En voyage en Australie, les Américaines Hanna (Julia Garner) et Liv (Jessica Henwick) font face à un problème de taille lorsque leurs ressources financières sont soudainement à sec. Ces dernières doivent dès lors trouver du boulot pour renflouer leurs coffres si elles désirent poursuivre leur périple loin des tracas de la maison.
Étant donnée l'urgence de la situation, la seule option qui s'offre à elles est un travail de barmaid dans un pub d'une ville minière située au coeur de l'Outback.
Dirigé par Billy (Hugo Weaving) et sa femme Carol (Ursula Yovich), l'endroit est devenu un repère pour les travailleurs de la région où la bière, les comportements discutables et les commentaires sexistes coulent à flots.
Avec The Royal Hotel, la réalisatrice australienne Kitty Green (The Assistant) nous offre un suspense féministe particulièrement habile et efficace, dans lequel il n'est jamais question d'une menace directe, mais plutôt de l'impression et de la peur que celle-ci puisse se manifester à tout instant.
À travers ses deux têtes d'affiche, Green parvient à nous faire ressentir les craintes, la vulnérabilité, le poids des regards impudiques et l'inconfort général avec lesquels doivent composer les femmes sur une base régulière. En particulier lorsqu'une forte consommation d'alcool fait partie de l'équation.
La cinéaste offre dès lors deux points de vue opposés sur la situation. D'un côté, Hanna demeure continuellement sur ses gardes, prête à se défendre. De l'autre, Liv cherche à s'adapter à ce nouvel environnement en faisant peu de cas de l'attitude parfois déplacée, mais pas nécessairement dangereuse, de certains clients. Et leurs prédécesseures avaient elles aussi une tout autre vision des choses.
Au niveau de la gestion des lieux, c'est Carol qui mène le bal face aux clients et à son mari qui l'échappe de plus en plus. Et sa présence rappelle à tous qu'il y a une ligne à ne pas franchir. Mais elle aussi a ses limites. Et quand le chat n'est plus là...
Green donnera d'abord raison à Liv lors d'un périple en voiture avec un jeune gaillard peu doué pour laisser une bonne première impression, amenant Hanna à baisser sa garde et à se laisser aller davantage.
La relation de pouvoir entre la clientèle et les deux jeunes femmes est néanmoins illustrée avec aplomb et sans demi-mesure de par la manière dont celles-ci sont constamment encerclées par les habitués et confinées derrière le bar.

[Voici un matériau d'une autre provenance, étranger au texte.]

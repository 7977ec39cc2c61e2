use crate::modules::error::ConfigError;
use serde::Deserialize;
use std::fs::File;
use std::io::Read;
use std::time::Duration;

// Value shipped in deployment templates before the real endpoint is filled in
pub const PLACEHOLDER_ENDPOINT: &str = "YOUR_GOOGLE_APPS_SCRIPT_WEB_APP_URL_HERE";

#[derive(Debug, Clone, Deserialize)]
pub struct Config {
    #[serde(default)]
    pub endpoint: EndpointConfig,
    #[serde(default)]
    pub submission: SubmissionConfig,
}

#[derive(Debug, Clone, Default, Deserialize)]
pub struct EndpointConfig {
    pub url: Option<String>,
}

impl EndpointConfig {
    // The endpoint URL, or None if it is unset, blank or still the placeholder
    pub fn configured_url(&self) -> Option<&str> {
        match self.url.as_deref().map(str::trim) {
            None | Some("") | Some(PLACEHOLDER_ENDPOINT) => None,
            Some(url) => Some(url),
        }
    }
}

#[derive(Debug, Clone, Deserialize)]
pub struct SubmissionConfig {
    // Deadline for the direct JSON request
    #[serde(default = "default_direct_timeout")]
    pub direct_timeout_secs: u64,
    // How long to wait for the fallback frame to load
    #[serde(default = "default_fallback_timeout")]
    pub fallback_timeout_secs: u64,
}

impl SubmissionConfig {
    pub fn direct_timeout(&self) -> Duration {
        Duration::from_secs(self.direct_timeout_secs)
    }

    pub fn fallback_timeout(&self) -> Duration {
        Duration::from_secs(self.fallback_timeout_secs)
    }
}

impl Default for SubmissionConfig {
    fn default() -> Self {
        Self {
            direct_timeout_secs: default_direct_timeout(),
            fallback_timeout_secs: default_fallback_timeout(),
        }
    }
}

fn default_direct_timeout() -> u64 {
    30
}

fn default_fallback_timeout() -> u64 {
    10
}

pub fn parse_config(contents: &str) -> Result<Config, toml::de::Error> {
    toml::from_str(contents)
}

pub fn load_config(path: &str) -> Result<Config, ConfigError> {
    let mut file = File::open(path)?;
    let mut contents = String::new();
    file.read_to_string(&mut contents)?;

    let config = parse_config(&contents)?;
    Ok(config)
}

Le tout se déroule d'autant plus dans un décor en décrépitude, mal éclairé et bruyant que la cinéaste utilise à son plein potentiel pour créer une atmosphère tendue, et ainsi placer le spectateur dans les souliers de ses deux protagonistes.
The Royal Hotel n'est toutefois pas le film le plus nuancé qui soit, alors que l'ensemble des personnages ne sont finalement qu'accessoires au discours et à la prémisse de la réalisatrice. Un peu plus de développement à cet égard n'aurait définitivement pas fait de tort.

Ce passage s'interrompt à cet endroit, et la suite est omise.